Jennifer Ibrahim, 34, a humanitarian worker, brought her toddler son in a stroller to the protest.
“I want to support our local public schools, make sure that everybody gets fair treatment under the system and I don’t feel like that’s where we are headed with our new education person,” Ibrahim said. “Charter schools aren’t necessarily better than public schools.”
Ari Schwartz, 26, a nonprofit worker, held a poster in which a picture of a teddy bear was juxtaposed with a photo of Devos. “This is a bear. This is a threat to students,” the caption read.
During her confirmation hearings, DeVos suggested that schools should have guns on campus to protect students against grizzly bears.
Public schools are “the foundation of our society, that’s how everybody learns what’s right and wrong,” Schwartz said. “We need to keep it that way.”
Elizabeth Davis, president of the Washington Teachers Union, said teachers will continue to fight for good public education and hope DeVos will listen to them.

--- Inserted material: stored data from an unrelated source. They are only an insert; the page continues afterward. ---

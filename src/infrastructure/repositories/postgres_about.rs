// src/infrastructure/repositories/postgres_about.rs
use super::error::map_sqlx;
use crate::domain::about::{AboutPage, AboutPageRepository};
use crate::domain::errors::DomainResult;
use async_trait::async_trait;
use chrono::{DateTime, Utc};
use sqlx::{FromRow, PgPool};

#[derive(Clone)]
pub struct PostgresAboutPageRepository {
    pool: PgPool,
}

impl PostgresAboutPageRepository {
    pub fn new(pool: PgPool) -> Self {
        Self { pool }
    }
}

#[derive(Debug, FromRow)]
struct AboutRow {
    title: String,
    content: String,
    hero_image_url: Option<String>,
    meta_description: Option<String>,
    updated_at: DateTime<Utc>,
}

impl From<AboutRow> for AboutPage {
    fn from(row: AboutRow) -> Self {
        Self {
            title: row.title,
            content: row.content,
            hero_image_url: row.hero_image_url,
            meta_description: row.meta_description,
            updated_at: Some(row.updated_at),
        }
    }
}

#[async_trait]
impl AboutPageRepository for PostgresAboutPageRepository {
    async fn load(&self) -> DomainResult<Option<AboutPage>> {
        let row = sqlx::query_as::<_, AboutRow>(
            "SELECT title, content, hero_image_url, meta_description, updated_at
             FROM about_page WHERE id = 1",
        )
        .fetch_optional(&self.pool)
        .await
        .map_err(map_sqlx)?;

        Ok(row.map(Into::into))
    }

    async fn upsert(&self, page: AboutPage) -> DomainResult<AboutPage> {
        let row = sqlx::query_as::<_, AboutRow>(
            "INSERT INTO about_page (id, title, content, hero_image_url, meta_description, updated_at)
             VALUES (1, $1, $2, $3, $4, $5)
             ON CONFLICT (id) DO UPDATE SET
                 title = EXCLUDED.title,
                 content = EXCLUDED.content,
                 hero_image_url = EXCLUDED.hero_image_url,
                 meta_description = EXCLUDED.meta_description,
                 updated_at = EXCLUDED.updated_at
             RETURNING title, content, hero_image_url, meta_description, updated_at",
        )
        .bind(page.title)
        .bind(page.content)
        .bind(page.hero_image_url)
        .bind(page.meta_description)
        .bind(page.updated_at.unwrap_or_else(Utc::now))
        .fetch_one(&self.pool)
        .await
        .map_err(map_sqlx)?;

        Ok(row.into())
    }
}
use crate::domain::about::AboutPage;
use chrono::{DateTime, Utc};
use serde::{Deserialize, Serialize};
use utoipa::ToSchema;

use super::serde_time;

#[derive(Debug, Clone, Serialize, Deserialize, ToSchema)]
pub struct AboutPageDto {
    pub title: String,
    pub content: String,
    pub hero_image_url: Option<String>,
    pub meta_description: Option<String>,
    #[serde(default, with = "serde_time::option")]
    pub updated_at: Option<DateTime<Utc>>,
}

impl From<AboutPage> for AboutPageDto {
    fn from(page: AboutPage) -> Self {
        Self {
            title: page.title,
            content: page.content,
            hero_image_url: page.hero_image_url,
            meta_description: page.meta_description,
            updated_at: page.updated_at,
        }
    }
}
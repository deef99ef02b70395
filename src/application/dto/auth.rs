use serde::Serialize;
use utoipa::ToSchema;

/// The admin a bearer token was issued to.
#[derive(Debug, Clone, PartialEq, Eq, Serialize, ToSchema)]
pub struct AdminPrincipal {
    pub name: String,
}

“We want quality public schools ... for all of our children in every ZIP code in D.C.,” Davis told The Associated Press ahead of the protest. “We do not want to continue a trend of starving, punishing and closing our public schools to make way for privatization and more charter schools and vouchers.”
But former Education Secretary Arne Duncan, who served under President Barack Obama, tweeted, “Agree or disagree w [at]Betsy DeVos on any issue, but let’s all agree she really needs to be in public schools. Please let her in.”